Ela disse que foi
resgatada no último suspiro e que já estava se preparando para morrer
Thalyta Cristina de
Oliveira Souza, de 15 anos, estava na profundeza da lama em Brumadinho, em
Minas Gerais, prendendo a respiração para tentar subir - e já estava
"preparada para morrer" quando enfim conseguiu alcançar a
superfície.
"Ela levantou
o braço e pediu socorro, mas já estava no último momento de suspiro, não
aguentava mais", diz seu cunhado, José Antônio Soares Pereira, de 46 anos
- o único que não estava em casa quando a barragem rompeu. Ele tem sido o
porta-voz da família, repassando os relatos que ouviu das parentes
hospitalizadas.
Imagens de Thalyta
coberta de lama, sendo resgatada por bombeiros em um helicóptero, circularam o
mundo antes que se soubesse seu nome.
O vídeo captado
pela TV Record se tornou um dos registros mais emblemáticos da tragédia, com a
aeronave quase encostando no terreno movediço, e a jovem sendo puxada com as
pernas balançando, sem controle do corpo da cintura para baixo.
Thalyta quebrou a
bacia e o fêmur ao ser engolida pela onda de lama despejada após a ruptura da
Barragem I da mina Córrego do Feijão, em Brumadinho.
"Ela relatou
para mim depois que estava sentindo dor, muita dor, que não sentia mais a parte
de baixo do corpo", diz José Antônio à BBC News Brasil.
Thalyta está
internada na unidade de tratamento intensivo do hospital de pronto-socorro João
XXIII, junto com sua irmã mais velha, Alessandra de Souza, de 43 anos, esposa
de José Antônio.
Ambas conseguiram
se salvar ao serem puxadas da lama pouco após o acidente por vizinhos que
chegaram em busca de sobreviventes e as mantiveram à tona.
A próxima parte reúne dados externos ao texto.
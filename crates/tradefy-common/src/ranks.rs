//! Seller rank tiers and the commission schedule tied to lifetime sales.
//!
//! The table is fixed at compile time and ordered by descending `min_sales`,
//! ending at a zero threshold so every sales count lands in exactly one tier.

use std::fmt;
use std::str::FromStr;

use serde::{Deserialize, Serialize};

use crate::error::{AppError, AppResult};

#[derive(Debug, Clone, Copy, PartialEq, Eq, Hash, Serialize, Deserialize)]
#[serde(rename_all = "lowercase")]
pub enum RankName {
    Profane,
    Beginner,
    Merchant,
    Negotiator,
    Broker,
    Magnate,
    Senior,
}

#[derive(Debug, Clone, Copy, PartialEq)]
pub struct RankTier {
    pub name: RankName,
    pub display_name: &'static str,
    pub min_sales: u64,
    /// Percentage of the sale price kept by the platform.
    pub commission_rate: f64,
}

pub const RANK_TABLE: [RankTier; 7] = [
    RankTier {
        name: RankName::Senior,
        display_name: "Senior",
        min_sales: 2850,
        commission_rate: 3.6,
    },
    RankTier {
        name: RankName::Magnate,
        display_name: "Magnat",
        min_sales: 1005,
        commission_rate: 3.75,
    },
    RankTier {
        name: RankName::Broker,
        display_name: "Courtier",
        min_sales: 555,
        commission_rate: 3.9,
    },
    RankTier {
        name: RankName::Negotiator,
        display_name: "Négociant",
        min_sales: 228,
        commission_rate: 4.05,
    },
    RankTier {
        name: RankName::Merchant,
        display_name: "Marchand",
        min_sales: 75,
        commission_rate: 4.2,
    },
    RankTier {
        name: RankName::Beginner,
        display_name: "Débutant",
        min_sales: 25,
        commission_rate: 4.35,
    },
    RankTier {
        name: RankName::Profane,
        display_name: "Profane",
        min_sales: 0,
        commission_rate: 4.5,
    },
];

const LOWEST_TIER: usize = RANK_TABLE.len() - 1;

impl RankName {
    pub const ALL: [RankName; 7] = [
        RankName::Profane,
        RankName::Beginner,
        RankName::Merchant,
        RankName::Negotiator,
        RankName::Broker,
        RankName::Magnate,
        RankName::Senior,
    ];

    pub fn as_str(self) -> &'static str {
        match self {
            Self::Profane => "profane",
            Self::Beginner => "beginner",
            Self::Merchant => "merchant",
            Self::Negotiator => "negotiator",
            Self::Broker => "broker",
            Self::Magnate => "magnate",
            Self::Senior => "senior",
        }
    }

    /// The table row for this rank.
    pub fn tier(self) -> &'static RankTier {
        &RANK_TABLE[self.table_index()]
    }

    pub fn display_name(self) -> &'static str {
        self.tier().display_name
    }

    fn table_index(self) -> usize {
        match self {
            Self::Senior => 0,
            Self::Magnate => 1,
            Self::Broker => 2,
            Self::Negotiator => 3,
            Self::Merchant => 4,
            Self::Beginner => 5,
            Self::Profane => 6,
        }
    }
}

impl fmt::Display for RankName {
    fn fmt(&self, f: &mut fmt::Formatter<'_>) -> fmt::Result {
        f.write_str(self.as_str())
    }
}

impl FromStr for RankName {
    type Err = AppError;

    fn from_str(raw: &str) -> Result<Self, Self::Err> {
        RankName::ALL
            .into_iter()
            .find(|rank| rank.as_str() == raw)
            .ok_or_else(|| AppError::InvalidInput(format!("unknown rank: {raw}")))
    }
}

/// Tier occupied by a seller with `sales_count` completed sales.
///
/// Thresholds are inclusive lower bounds: 25 sales is already `Beginner`.
pub fn resolve(sales_count: u64) -> &'static RankTier {
    &RANK_TABLE[resolve_index(sales_count)]
}

/// Display-rate lookup keyed by rank name.
pub fn commission_rate_for(rank: RankName) -> f64 {
    rank.tier().commission_rate
}

/// The tier directly above `rank`, if any.
pub fn next_tier(rank: RankName) -> Option<&'static RankTier> {
    rank.table_index()
        .checked_sub(1)
        .map(|index| &RANK_TABLE[index])
}

/// Validate a persisted counter before it reaches the resolver.
pub fn sales_count_from_i64(raw: i64) -> AppResult<u64> {
    u64::try_from(raw)
        .map_err(|_| AppError::InvalidInput(format!("sales_count must be non-negative, got {raw}")))
}

fn resolve_index(sales_count: u64) -> usize {
    RANK_TABLE
        .iter()
        .position(|tier| sales_count >= tier.min_sales)
        .unwrap_or(LOWEST_TIER)
}

#[derive(Debug, Clone, Copy, PartialEq, Serialize)]
pub struct RankProgress {
    /// Share of the current tier's span already covered, in `[0, 100]`.
    pub percent_to_next: f64,
    pub next_rank: Option<RankName>,
    pub sales_remaining: Option<u64>,
}

pub fn progress(sales_count: u64) -> RankProgress {
    let index = resolve_index(sales_count);
    let Some(next_index) = index.checked_sub(1) else {
        return RankProgress {
            percent_to_next: 100.0,
            next_rank: None,
            sales_remaining: None,
        };
    };

    let current = &RANK_TABLE[index];
    let next = &RANK_TABLE[next_index];
    let span = (next.min_sales - current.min_sales) as f64;
    let covered = sales_count.saturating_sub(current.min_sales) as f64;

    RankProgress {
        percent_to_next: (covered / span * 100.0).clamp(0.0, 100.0),
        next_rank: Some(next.name),
        sales_remaining: Some(next.min_sales.saturating_sub(sales_count)),
    }
}

#[derive(Debug, Clone, PartialEq, Serialize)]
pub struct RankInfo {
    pub name: RankName,
    pub display_name: &'static str,
    pub min_sales: u64,
    pub commission_rate: f64,
    pub next_rank: Option<RankName>,
    /// Width of this tier: sales between its threshold and the next one.
    pub sales_to_next: Option<u64>,
}

/// Every tier with its promotion requirement, highest first.
pub fn rank_info() -> Vec<RankInfo> {
    RANK_TABLE
        .iter()
        .map(|tier| {
            let next = next_tier(tier.name);
            RankInfo {
                name: tier.name,
                display_name: tier.display_name,
                min_sales: tier.min_sales,
                commission_rate: tier.commission_rate,
                next_rank: next.map(|n| n.name),
                sales_to_next: next.map(|n| n.min_sales - tier.min_sales),
            }
        })
        .collect()
}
Depois, foram
resgatadas pelos bombeiros.
Mas a filha de
Alessandra e de José Antônio - Lays Gabrielle, de 14 anos - está desaparecida
desde sexta-feira.
"A minha
esposa está toda inchada, toda roxa, e só faz perguntar por ela", conta
José Antônio. "A Lays era tudo para nós. Era a única filha que a gente
tinha."
Thalyta havia
chegado a Brumadinho havia apenas quatro dias antes para morar com a irmã mais
velha depois que a mãe das duas faleceu, há quatro meses. Ela morava em Várzea
de Palma, no norte de Minas, de onde toda a família vem.
As duas irmãs têm
relação de mãe e filha por causa da diferença de idade, de quase 20 anos, e
Thalyta foi criada como irmã de Lays, apenas um ano mais jovem.
'É como estar
dentro de um liquidificador gigante'
As três estavam em
casa, se preparando para almoçar, quando onda de lama chegou.
José Antônio conta
que Alessandra ouviu um barulho enorme e gritou para todas correrem, e cada uma
fugiu para um canto. Thalyta ouviu um grito de dor da Lays - e depois não houve
mais sinal da jovem.
"A onda era
tão grande, tão imensa, mandava você para um lado, para o outro - esses são os
relatos delas, você achava que estava embaixo, estava em cima", descreve
José Antônio.
"A única
imagem que a gente tem é como se você estivesse dentro de um liquidificador
gigante, sendo girada de um lado e para o outro, e sendo esmagada por pedra,
pau, ônibus, veículo, porta, tudo que estava vindo para baixo, esmagando as
pessoas, quebrando tudo."
Alessandra
conseguiu ir para um lugar com menos correnteza e logo chegaram dois moradores
que ajudaram a puxá-la da lama. "Ela gritou, 'salve minhas duas filhas lá
no meio!' Aí um deles ficou com a minha esposa e o outro afundou na lama para
ajudar a Thalyta. Ele conseguiu puxar ela para um lugar mais raso, nas margens
da lama, e ficou dando apoio para ela, conversando, fazendo ela ficar acordada
até os bombeiros chegarem", conta.
Casa e pousada
devastada
A família vivia na
Pousada Nova Estância - o charmoso hotel que costumava hospedar celebridades e
receber turistas que vinham a Brumadinho para conhecer o Inhotim, centro de
arte contemporânea. José Antônio era superintendente de serviços gerais desde
que o hotel abriu, há dez anos, e tinha uma casa dentro da propriedade, cercada
de verde em uma área de proteção ambiental.
"Eu tinha uma
paixão imensa pela pousada. Aquilo era lindo, maravilhoso, um lugar encantador,
admirado por todo mundo."
Naquela
sexta-feira, por acaso, José Antônio havia ido resolver pendências em Belo
Horizonte. Um amigo ligou dizendo que tinha havido um rompimento da barragem.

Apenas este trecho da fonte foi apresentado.